# Hilly 100



## Dank (Nov 26, 2006)

hilly 100 in bloomington In. next weekend, anyone going?:thumbsup:


----------



## mabeatty (Jan 21, 2011)

Going! Hopefully, the first of many Hilly 100s.


----------



## dekindy (Jul 7, 2006)

I will be there Saturday. Rode Sunday last year and was a HAM radio SAG on Saturday.


----------



## Shaba (Mar 16, 2011)

I'll be there! This will be the first time I'm doing it. I am very excited!


----------



## Dank (Nov 26, 2006)

Looks like the weather is going to be awesome. Hoping the 3 ugly sisters will be there lolol. Good climb.


----------



## JustTooBig (Aug 11, 2005)

Dank said:


> Looks like the weather is going to be awesome. Hoping the 3 ugly sisters will be there lolol. Good climb.


Three Ugly Sisters ..... the stair-step up Bean Blossom, or something else?

I'll be there Sat, but riding from the east side of Bloomington to the south side to join a group, then to the HH start, then the ride itself (Sat usually closer to 60mi than 50), then home again. So it'll be about a 90-mi day for me.

Going to the CX races at Karst Farms on Sunday.


----------



## eekase (Nov 10, 2009)

*Hilly 100...have fun*

I've done it in the past, but haven't the last few years. It's gotten a little too crowded for my liking, but it is fun and remember its a casual ride. 
Since it was so nice this past week, I rode part of the route last Tuesday did Bean Blossom and threw in Mt. Gilead, South Shore, Old 37, Lentz....52+ miles.
I plan on hitting the vendor tents this weekend to browse. Should be nice weather, high 66 Saturday and high 78 Sunday with winds.

Enjoy :thumbsup:


----------



## JustTooBig (Aug 11, 2005)

eekase said:


> I've done it in the past, but haven't the last few years. It's gotten a little too crowded for my liking, but it is fun and remember its a casual ride.
> Since it was so nice this past week, I rode part of the route last Tuesday did Bean Blossom and threw in Mt. Gilead, South Shore, Old 37, Lentz....52+ miles.
> I plan on hitting the vendor tents this weekend to browse. Should be nice weather, high 66 Saturday and high 78 Sunday with winds.
> 
> Enjoy :thumbsup:


nice ride! I do those roads a lot since I live on the NE side. I've had family in town this week, so haven't been on the bike as much as I'd like.

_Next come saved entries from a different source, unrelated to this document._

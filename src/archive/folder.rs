//! A folder descriptor: the coder chain applied to one packed region, plus
//! the substream layout inside it (§4.6, §6).
//!
//! This crate only ever builds one- or two-coder folders: a single
//! entropy/passthrough coder, optionally followed by an AES stage when
//! encryption is enabled. Bind pairs are therefore always the single pair
//! connecting the AES coder's input to the main coder's output — the coder
//! order this crate writes is definition order `[main, aes]`, which is the
//! order data actually flows at rest (compress, then encrypt).
//!
//! Because this crate does not implement archive reading (a stated
//! Non-goal), the exact convention chosen for `CodersUnpackSize` — one size
//! per coder, in definition order, equal to that coder's own output length
//! — is this crate's own, internally self-consistent scheme rather than a
//! byte-for-byte replica of a reference 7z reader's expectations.

use super::varint;

pub struct CoderPlan {
    pub method_id: u64,
    pub properties: Vec<u8>,
}

/// One folder: its coder chain, the bytes it actually contributes to the
/// pack region, and the substream boundaries/CRCs within it.
pub struct FolderPlan {
    pub coders: Vec<CoderPlan>,
    pub pack_bytes: Vec<u8>,
    pub coder_output_sizes: Vec<u64>,
    pub substream_sizes: Vec<u64>,
    pub substream_crcs: Vec<u32>,
}

/// An AES stage appended after the main coder.
pub struct EncryptionStage {
    pub properties: Vec<u8>,
    pub ciphertext: Vec<u8>,
}

impl FolderPlan {
    /// A folder holding exactly one file's compressed bytes.
    pub fn single(
        method_id: u64,
        properties: Vec<u8>,
        compressed: Vec<u8>,
        crc: u32,
        encryption: Option<EncryptionStage>,
    ) -> Self {
        Self::from_parts(method_id, properties, compressed, vec![], vec![crc], encryption)
    }

    /// A solid folder holding several files' concatenated compressed bytes.
    /// `substream_sizes` gives each file's *uncompressed* size, in order;
    /// `substream_crcs` gives each file's CRC, in the same order.
    pub fn solid(
        method_id: u64,
        properties: Vec<u8>,
        compressed: Vec<u8>,
        substream_sizes: Vec<u64>,
        substream_crcs: Vec<u32>,
        encryption: Option<EncryptionStage>,
    ) -> Self {
        Self::from_parts(
            method_id,
            properties,
            compressed,
            substream_sizes,
            substream_crcs,
            encryption,
        )
    }

    fn from_parts(
        method_id: u64,
        properties: Vec<u8>,
        compressed: Vec<u8>,
        substream_sizes: Vec<u64>,
        substream_crcs: Vec<u32>,
        encryption: Option<EncryptionStage>,
    ) -> Self {
        let main_output_len = compressed.len() as u64;
        let mut coders = vec![CoderPlan {
            method_id,
            properties,
        }];
        let mut coder_output_sizes = vec![main_output_len];
        let pack_bytes = match encryption {
            Some(stage) => {
                coders.push(CoderPlan {
                    method_id: crate::coder::method_id::AES_256_SHA_256,
                    properties: stage.properties,
                });
                coder_output_sizes.push(stage.ciphertext.len() as u64);
                stage.ciphertext
            }
            None => compressed,
        };
        Self {
            coders,
            pack_bytes,
            coder_output_sizes,
            substream_sizes,
            substream_crcs,
        }
    }

    pub fn pack_size(&self) -> u64 {
        self.pack_bytes.len() as u64
    }

    pub fn num_unpack_substreams(&self) -> usize {
        self.substream_crcs.len().max(1)
    }

    /// The folder-level CRC written into `UnpackInfo`'s `CRC` array — only
    /// meaningful (and only written by the caller) when this folder has
    /// exactly one substream; a multi-substream folder's per-file CRCs live
    /// in `SubStreamsInfo` instead.
    pub fn folder_level_crc(&self) -> Option<u32> {
        if self.substream_crcs.len() == 1 {
            Some(self.substream_crcs[0])
        } else {
            None
        }
    }

    fn is_encrypted(&self) -> bool {
        self.coders.len() == 2
    }

    /// Writes this folder's coder chain (and, if present, its bind pair).
    pub fn encode(&self, header: &mut Vec<u8>) -> std::io::Result<()> {
        header.push(self.coders.len() as u8);
        for coder in &self.coders {
            let method_bytes = varint::encode_method_id(coder.method_id);
            let has_props = !coder.properties.is_empty();
            let flags = (method_bytes.len() as u8) | if has_props { 0x20 } else { 0 };
            header.push(flags);
            header.extend_from_slice(&method_bytes);
            if has_props {
                varint::write_variable_u64(header, coder.properties.len() as u64)?;
                header.extend_from_slice(&coder.properties);
            }
        }
        if self.is_encrypted() {
            // AES (coder 1) consumes coder 0's output.
            varint::write_variable_u64(header, 1)?; // in_index
            varint::write_variable_u64(header, 0)?; // out_index
        }
        Ok(())
    }

    /// Writes this folder's `CodersUnpackSize` entries.
    pub fn encode_unpack_sizes(&self, header: &mut Vec<u8>) -> std::io::Result<()> {
        for &size in &self.coder_output_sizes {
            varint::write_variable_u64(header, size)?;
        }
        Ok(())
    }
}
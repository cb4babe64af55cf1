//! `COPY`: the trivial byte-identical passthrough coder.

use std::io::{self, Read, Write};

use super::{method_id, Coder};
use crate::error::ArchiverError;

#[derive(Debug, Default)]
pub struct StoreCoder;

impl StoreCoder {
    pub fn new() -> Self {
        Self
    }
}

impl Coder for StoreCoder {
    fn method_id(&self) -> u64 {
        method_id::COPY
    }

    fn code(
        &mut self,
        input: &mut dyn Read,
        output: &mut dyn Write,
        _declared_input_size: Option<u64>,
        _declared_output_size: Option<u64>,
    ) -> Result<(), ArchiverError> {
        io::copy(input, output)?;
        Ok(())
    }

    // serialize_properties: no properties — default empty-write is correct.
}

I typically don't ride the Hilly either .. the crowds and alarming frequency of "_what? I'm not the only one on the road? I can't swerve 6ft and stop in the middle of the road?_" going on can suck the enjoyment out of the fun, beautiful ride. But we're giving a team mate who's moving out of town a send-off, and someone wanted to ride Saturday's route together .... so it looks like I'm in!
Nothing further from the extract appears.